Facing his final few months as Salisbury’s mayor, Jim Ireton decided to be Santa Claus. You know the old adage about a democracy lasting until the people figuring out how they can vote themselves a piece of the treasury? This is really a proposal for the 2018 Ireton campaign.
In a Facebook posting, the mayor explained his reasoning.
Today I announced that I will forward to the City Council a Rent Stabilization Initiative aimed at bringing rents in Salisbury into line with national averages. This is a common sense step which will have very real results for residents who find themselves living paycheck-to-paycheck, struggling to make unnecessarily exorbitant rent payments. I was asked by someone earlier today “Why now?”
- 59% of renting households are cost burdened, and 36% of households are severely cost burdened, i.e. paying 50% or more. This means that over 1,600 Salisbury households are paying between 30% and 50% of their income for rental housing costs, and an additional 2,700 households are paying over 50% of their income for rental costs.
- The lack of affordable housing in Salisbury has a quantifiable negative impact on our local economy. High cost burden means households are spending less on food, transportation, health care, and apparel, while accruing little-to-no wealth. If housing was affordable for all renting households, an additional eight million dollars a year would make its way back into the local economy.
- From 2000-2008 rents rose dramatically, over taking the national average, as a result of increased energy costs and a doubling of the average home price.
If we want and expect to do better for the people in this City who are hurting the most, then we cannot shrink from this tough discussion -and I can tell you that I won’t. Our residents pay far too much for the quality of the rentals that they live in, and far too many of them are severely cost-burdened. In the end, renters know when they are paying too much in rent; it’s when there’s no money left on the 2nd of the month. We have tried endlessly for 30 years to address the problem of the greed of the rental industry in Salisbury. This Rent Stabilization Program is good for our residents, good for the local economy, and will allow the City to get a return on the investment it makes in its citizens.
It’s small wonder that there’s a chorus of renters who agree. They think they are getting something for nothing but what they will get are fewer choices or more substandard dwellings.
But let’s look at some of these claims. Ireton says that a large percentage of renting households are overburdened. However, his proposal only addresses individual houses, not multi-family dwellings, so only some portion of the population would benefit. We aren’t given the number who would actually be affected.

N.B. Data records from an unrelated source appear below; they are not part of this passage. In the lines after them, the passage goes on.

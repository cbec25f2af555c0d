//! Filesystem stager: confined file load/save, copy and link.
//!
//! Every operation takes the raw, script-supplied path strings and resolves
//! them through [`Confinement`] before touching the disk.

pub mod confine;

use std::fs;
use std::io;
use std::path::{Path, PathBuf};

use thiserror::Error;
use tracing::debug;
use walkdir::WalkDir;

pub use confine::{Anchor, ConfineError, Confinement};

/// What `link` does when the link path already exists.
#[derive(Debug, Clone, Copy, PartialEq, Eq, Default)]
pub enum LinkPolicy {
  #[default]
  Fail,
  Overwrite,
}

#[derive(Debug, Error)]
pub enum StageError {
  #[error(transparent)]
  Confine(#[from] ConfineError),

  #[error("failed to {op} '{path}': {source}")]
  Io {
    op: &'static str,
    path: PathBuf,
    #[source]
    source: io::Error,
  },

  #[error("'{0}' is not valid UTF-8")]
  NotUtf8(PathBuf),

  #[error("'{0}' is neither a file, a directory nor a symlink")]
  UnsupportedSource(PathBuf),

  #[error("link path '{0}' already exists")]
  LinkExists(PathBuf),

  #[error("link target '{target}' climbs above the package root")]
  LinkTargetEscape { target: String },
}

impl StageError {
  fn io<'a>(op: &'static str, path: &'a Path) -> impl FnOnce(io::Error) -> Self + 'a {
    move |source| Self::Io {
      op,
      path: path.to_path_buf(),
      source,
    }
  }

  /// Whether this is a confinement violation rather than an I/O failure.
  pub fn is_capability(&self) -> bool {
    matches!(self, Self::Confine(_) | Self::LinkTargetEscape { .. })
  }
}

/// Reads a UTF-8 text file. Relative paths resolve against `SRC_DIR`.
pub fn load_file(confine: &Confinement, raw: &str) -> Result<String, StageError> {
  let path = confine.resolve(raw, Anchor::Source)?;
  let bytes = fs::read(&path).map_err(StageError::io("read", &path))?;
  String::from_utf8(bytes).map_err(|_| StageError::NotUtf8(path))
}

/// Writes `contents`, creating parent directories. Relative paths resolve
/// against `SRC_DIR`; install-root paths are not accepted here.
pub fn save_file(confine: &Confinement, raw: &str, contents: &[u8]) -> Result<PathBuf, StageError> {
  let path = confine.resolve(raw, Anchor::Source)?;
  if let Some(parent) = path.parent() {
    fs::create_dir_all(parent).map_err(StageError::io("create directory", parent))?;
  }
  fs::write(&path, contents).map_err(StageError::io("write", &path))?;
  debug!(path = %path.display(), bytes = contents.len(), "saved file");
  Ok(path)
}

/// Copies a file or directory tree from the source side into the package.
///
/// `source` resolves against `SRC_DIR`, `dest` against `PKG_DIR`. Copying a
/// file onto an existing directory places it inside that directory; copying
/// a directory merges its contents into `dest`. Permission bits are kept and
/// symlinks are recreated rather than followed.
pub fn copy(confine: &Confinement, source: &str, dest: &str) -> Result<PathBuf, StageError> {
  let from = confine.resolve(source, Anchor::Source)?;
  let mut to = confine.resolve(dest, Anchor::Package)?;

  let meta = fs::symlink_metadata(&from).map_err(StageError::io("stat", &from))?;
  if meta.is_dir() {
    copy_tree(confine, &from, &to)?;
  } else {
    if to.is_dir()
      && let Some(name) = from.file_name()
    {
      to = to.join(name);
      confine.check_existing(&to, dest)?;
    }
    copy_entry(&from, &to, &meta)?;
  }
  debug!(from = %from.display(), to = %to.display(), "copied");
  Ok(to)
}

fn copy_tree(confine: &Confinement, from: &Path, to: &Path) -> Result<(), StageError> {
  for entry in WalkDir::new(from).follow_links(false).sort_by_file_name() {
    let entry = entry.map_err(|e| StageError::Io {
      op: "walk",
      path: from.to_path_buf(),
      source: e.into(),
    })?;
    let rel = entry.path().strip_prefix(from).unwrap_or(entry.path());
    let target = to.join(rel);
    confine.check_existing(&target, &target.to_string_lossy())?;
    let meta = entry
      .path()
      .symlink_metadata()
      .map_err(StageError::io("stat", entry.path()))?;
    copy_entry(entry.path(), &target, &meta)?;
  }
  Ok(())
}

fn copy_entry(from: &Path, to: &Path, meta: &fs::Metadata) -> Result<(), StageError> {
  let file_type = meta.file_type();
  if file_type.is_dir() {
    fs::create_dir_all(to).map_err(StageError::io("create directory", to))?;
    return Ok(());
  }

  if let Some(parent) = to.parent() {
    fs::create_dir_all(parent).map_err(StageError::io("create directory", parent))?;
  }

  if file_type.is_symlink() {
    let target = fs::read_link(from).map_err(StageError::io("read link", from))?;
    remove_existing(to)?;
    std::os::unix::fs::symlink(&target, to).map_err(StageError::io("create symlink", to))?;
  } else if file_type.is_file() {
    // fs::copy carries the permission bits over.
    fs::copy(from, to).map_err(StageError::io("copy", to))?;
  } else {
    return Err(StageError::UnsupportedSource(from.to_path_buf()));
  }
  Ok(())
}

fn remove_existing(path: &Path) -> Result<(), StageError> {
  match fs::symlink_metadata(path) {
    Ok(meta) if meta.is_dir() => Err(StageError::LinkExists(path.to_path_buf())),
    Ok(_) => fs::remove_file(path).map_err(StageError::io("remove", path)),
    Err(_) => Ok(()),
  }
}

/// Creates a symlink at `link_path` (inside the package) pointing at `target`.
///
/// `target` is stored verbatim; it usually names an install-time location
/// such as `/usr/lib/zig/zig`. Relative targets may not climb above the
/// package root.
pub fn link(confine: &Confinement, target: &str, link_path: &str, policy: LinkPolicy) -> Result<PathBuf, StageError> {
  let link = confine.resolve_entry(link_path, Anchor::Package)?;

  let target_path = Path::new(target);
  if !target_path.has_root() {
    let parent_rel = link
      .parent()
      .and_then(|parent| parent.strip_prefix(confine.pkg_dir()).ok())
      .unwrap_or(Path::new(""));
    if confine::join_within(Path::new(""), &parent_rel.join(target_path)).is_none() {
      return Err(StageError::LinkTargetEscape {
        target: target.to_string(),
      });
    }
  }

  if fs::symlink_metadata(&link).is_ok() {
    match policy {
      LinkPolicy::Fail => return Err(StageError::LinkExists(link)),
      LinkPolicy::Overwrite => remove_existing(&link)?,
    }
  }

  if let Some(parent) = link.parent() {
    fs::create_dir_all(parent).map_err(StageError::io("create directory", parent))?;
  }
  std::os::unix::fs::symlink(target_path, &link).map_err(StageError::io("create symlink", &link))?;
  debug!(link = %link.display(), target, "linked");
  Ok(link)
}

And I still can’t quite wrap my head around how additional money makes it into the local economy, because it’s not really additional money. The renters aren’t making any additional money on the deal. Granted, they may gain some choice on where to spend it but this is pretty much a zero-sum game.
Ireton is playing the old class envy card here, pitting poor, struggling renters against a class of businesses his allies derisively refer to as “slumlords.” It’s a convenient target to evoke sympathy, but one tends to forget that these businesses and individual homeowners are also investors in the community. The $8 million the renters save isn’t just sitting in their pockets – they are paying workers to oversee their properties, spending money on upkeep, or, as individual homeowners who depend on rental income, they buy food, transportation, health care, and apparel too.

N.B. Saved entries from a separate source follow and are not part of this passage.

//! Clutch Gate -- rate-limited high-commitment focus runs.
//!
//! ## States
//!
//! ```text
//! Idle -> Armed -> Engaged -> Idle      (completion, or confirmed surrender)
//!         Armed -> Idle                 (disarm, or limit blocks the start)
//! ```
//!
//! The gate itself stores only the arm flag and the pending surrender
//! request. "Engaged" is read off the Focus countdown, and the daily
//! activation count lives in the daily stats; the gate is the only code that
//! increments it.
//!
//! An activation is paid for at entry: surrendering or resetting a clutch
//! run never gives it back.

use serde::{Deserialize, Serialize};
use tracing::{debug, info};

use super::bank::SessionTimerBank;
use super::session::SessionKind;
use crate::engine::{Rejection, SurrenderAction, SurrenderRequest};
use crate::stats::DailyStats;

/// Clutch activations allowed per local calendar day.
pub const CLUTCH_LIMIT_PER_DAY: u32 = 2;

#[derive(Debug, Clone, Copy, PartialEq, Eq, Serialize, Deserialize)]
#[serde(rename_all = "lowercase")]
pub enum ClutchState {
    Idle,
    Armed,
    Engaged,
}

#[derive(Debug, Clone, Default, PartialEq, Eq, Serialize, Deserialize)]
pub struct ClutchGate {
    armed: bool,
    #[serde(default)]
    pending: Option<SurrenderRequest>,
}

impl ClutchGate {
    pub fn new() -> Self {
        Self::default()
    }

    // ── Queries ──────────────────────────────────────────────────────

    pub fn state(&self, bank: &SessionTimerBank) -> ClutchState {
        if bank.clutch_engaged() {
            ClutchState::Engaged
        } else if self.armed {
            ClutchState::Armed
        } else {
            ClutchState::Idle
        }
    }

    pub fn is_armed(&self) -> bool {
        self.armed
    }

    /// Armed for the next start, or already engaged. Other tabs are locked.
    pub fn is_locked(&self, bank: &SessionTimerBank) -> bool {
        self.armed || bank.clutch_engaged()
    }

    pub fn pending(&self) -> Option<SurrenderRequest> {
        self.pending
    }

    pub fn uses_remaining(stats: &DailyStats, today: &str) -> u32 {
        CLUTCH_LIMIT_PER_DAY.saturating_sub(stats.clutch_activations(today))
    }

    pub fn check_quota(stats: &DailyStats, today: &str) -> Result<(), Rejection> {
        let used = stats.clutch_activations(today);
        if used >= CLUTCH_LIMIT_PER_DAY {
            debug!(used, "clutch quota exhausted");
            return Err(Rejection::ClutchLimitReached {
                used,
                limit: CLUTCH_LIMIT_PER_DAY,
            });
        }
        Ok(())
    }

    // ── Arm flag ─────────────────────────────────────────────────────

    /// Pre-select clutch for the next Focus start.
    pub fn arm(
        &mut self,
        bank: &SessionTimerBank,
        stats: &DailyStats,
        today: &str,
    ) -> Result<(), Rejection> {
        if bank.get(SessionKind::Focus).is_active {
            return Err(Rejection::FocusRunning);
        }
        Self::check_quota(stats, today)?;
        self.armed = true;
        Ok(())
    }

    pub fn disarm(&mut self) {
        self.armed = false;
    }

    /// Spend one activation for `today`. Called exactly once per entry into
    /// Engaged, and it also clears the arm flag.
    pub fn consume_activation(&mut self, stats: &DailyStats, today: &str) -> DailyStats {
        self.armed = false;
        let next = stats.with_clutch_activation(today);
        info!(
            date = today,
            used = next.clutch_activations(today),
            "clutch activation consumed"
        );
        next
    }

    // ── Surrender checkpoint ─────────────────────────────────────────

    /// Park a stop/reset of an engaged run. Only one request may wait at a
    /// time; a second one is refused rather than queued.
    pub fn request_surrender(
        &mut self,
        kind: SessionKind,
        action: SurrenderAction,
    ) -> Result<SurrenderRequest, Rejection> {
        if self.pending.is_some() {
            return Err(Rejection::ConfirmationPending);
        }
        let request = SurrenderRequest { kind, action };
        self.pending = Some(request);
        Ok(request)
    }

    /// Take the pending request for confirmation. Clears the arm flag so a
    /// half-entered intent does not linger.
    pub fn confirm_surrender(&mut self) -> Result<SurrenderRequest, Rejection> {
        let request = self.pending.take().ok_or(Rejection::NothingToConfirm)?;
        self.armed = false;
        Ok(request)
    }

    pub fn cancel_surrender(&mut self) -> Result<SurrenderRequest, Rejection> {
        self.pending.take().ok_or(Rejection::NothingToConfirm)
    }

    /// Drop a request whose run has already ended on its own.
    pub fn discard_pending(&mut self) -> Option<SurrenderRequest> {
        self.pending.take()
    }
}

#[cfg(test)]
mod tests {
    use super::*;
    use crate::timer::TimerSettings;

    const TODAY: &str = "2024-06-01";

    fn bank() -> SessionTimerBank {
        SessionTimerBank::new(&TimerSettings::default())
    }

    #[test]
    fn arm_requires_stopped_focus() {
        let mut gate = ClutchGate::new();
        let mut bank = bank();
        bank.activate(SessionKind::Focus, false);
        assert_eq!(
            gate.arm(&bank, &DailyStats::new(), TODAY),
            Err(Rejection::FocusRunning)
        );
        assert!(!gate.is_armed());
    }

    #[test]
    fn arm_is_blocked_at_the_daily_limit() {
        let mut gate = ClutchGate::new();
        let mut stats = DailyStats::new();
        stats = gate.consume_activation(&stats, TODAY);
        stats = gate.consume_activation(&stats, TODAY);
        assert_eq!(
            gate.arm(&bank(), &stats, TODAY),
            Err(Rejection::ClutchLimitReached { used: 2, limit: 2 })
        );
        assert_eq!(ClutchGate::uses_remaining(&stats, TODAY), 0);
        // A new day has a fresh quota.
        assert!(gate.arm(&bank(), &stats, "2024-06-02").is_ok());
    }

    #[test]
    fn consuming_disarms_and_counts() {
        let mut gate = ClutchGate::new();
        gate.arm(&bank(), &DailyStats::new(), TODAY).unwrap();
        let stats = gate.consume_activation(&DailyStats::new(), TODAY);
        assert!(!gate.is_armed());
        assert_eq!(stats.clutch_activations(TODAY), 1);
    }

    #[test]
    fn state_reflects_arm_flag_and_focus_run() {
        let mut gate = ClutchGate::new();
        let mut bank = bank();
        assert_eq!(gate.state(&bank), ClutchState::Idle);
        gate.arm(&bank, &DailyStats::new(), TODAY).unwrap();
        assert_eq!(gate.state(&bank), ClutchState::Armed);
        assert!(gate.is_locked(&bank));
        gate.disarm();
        bank.activate(SessionKind::Focus, true);
        assert_eq!(gate.state(&bank), ClutchState::Engaged);
        assert!(gate.is_locked(&bank));
    }

    #[test]
    fn only_one_surrender_may_wait() {
        let mut gate = ClutchGate::new();
        gate.request_surrender(SessionKind::Focus, SurrenderAction::Reset)
            .unwrap();
        assert_eq!(
            gate.request_surrender(SessionKind::Focus, SurrenderAction::Toggle),
            Err(Rejection::ConfirmationPending)
        );
        let confirmed = gate.confirm_surrender().unwrap();
        assert_eq!(confirmed.action, SurrenderAction::Reset);
        assert_eq!(gate.confirm_surrender(), Err(Rejection::NothingToConfirm));
    }

    #[test]
    fn cancel_leaves_arm_flag_alone() {
        let mut gate = ClutchGate::new();
        gate.arm(&bank(), &DailyStats::new(), TODAY).unwrap();
        gate.request_surrender(SessionKind::Focus, SurrenderAction::Toggle)
            .unwrap();
        gate.cancel_surrender().unwrap();
        assert!(gate.is_armed());
        assert!(gate.pending().is_none());
    }
}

Let’s imagine for a moment that this initiative passes – and given the current composition of City Council I could see three votes to make it happen. What incentive is there for people to invest in housing if the return is arbitrarily limited by the assessed value of the house, something that’s determined on a triennial basis? Once a house is maxed out on rent, in effect the price is frozen for the remainder of the three years unless the city benevolently changes the formula.
In the meantime, the decrease in money coming in makes investment less worthwhile, so housing prices will sag. Arguably that’s good for renters who may want to purchase a house, but the house they get may not be in as good of repair as it could have been because less money came in to make repairs, just the essentials to keep it up to code. It’s the small mom-and-pop investor businesses which would be hurt the most by this law because the rental companies can increase the rent on those dwellings they own outside the city limits.
The solution for homeowners may be that of subdividing larger houses into apartments where possible. Certainly that’s not an elegant solution and I suspect the various housing boards may look a lot more severely at these efforts because it’s a way of skirting a bad law.
It’s just the latest chapter in the Ireton war on landlords. He may think he can bring Salisbury up from poverty but instead it will just change the distribution of wealth slightly, eventually make affordable housing more scarce, and discourage investment – or, as Ireton calls it, “greed.”
My friend Muir Boda has his own thoughts on the process, and notes that College Park dropped its program a couple years ago. I agree with his main point, though: instead of using government to bring one class down in the attempt to raise another, why not try to add value by attracting the kind of economic development which can make fewer households “cost burdened.”
Perhaps that should have been Ireton’s plan all along.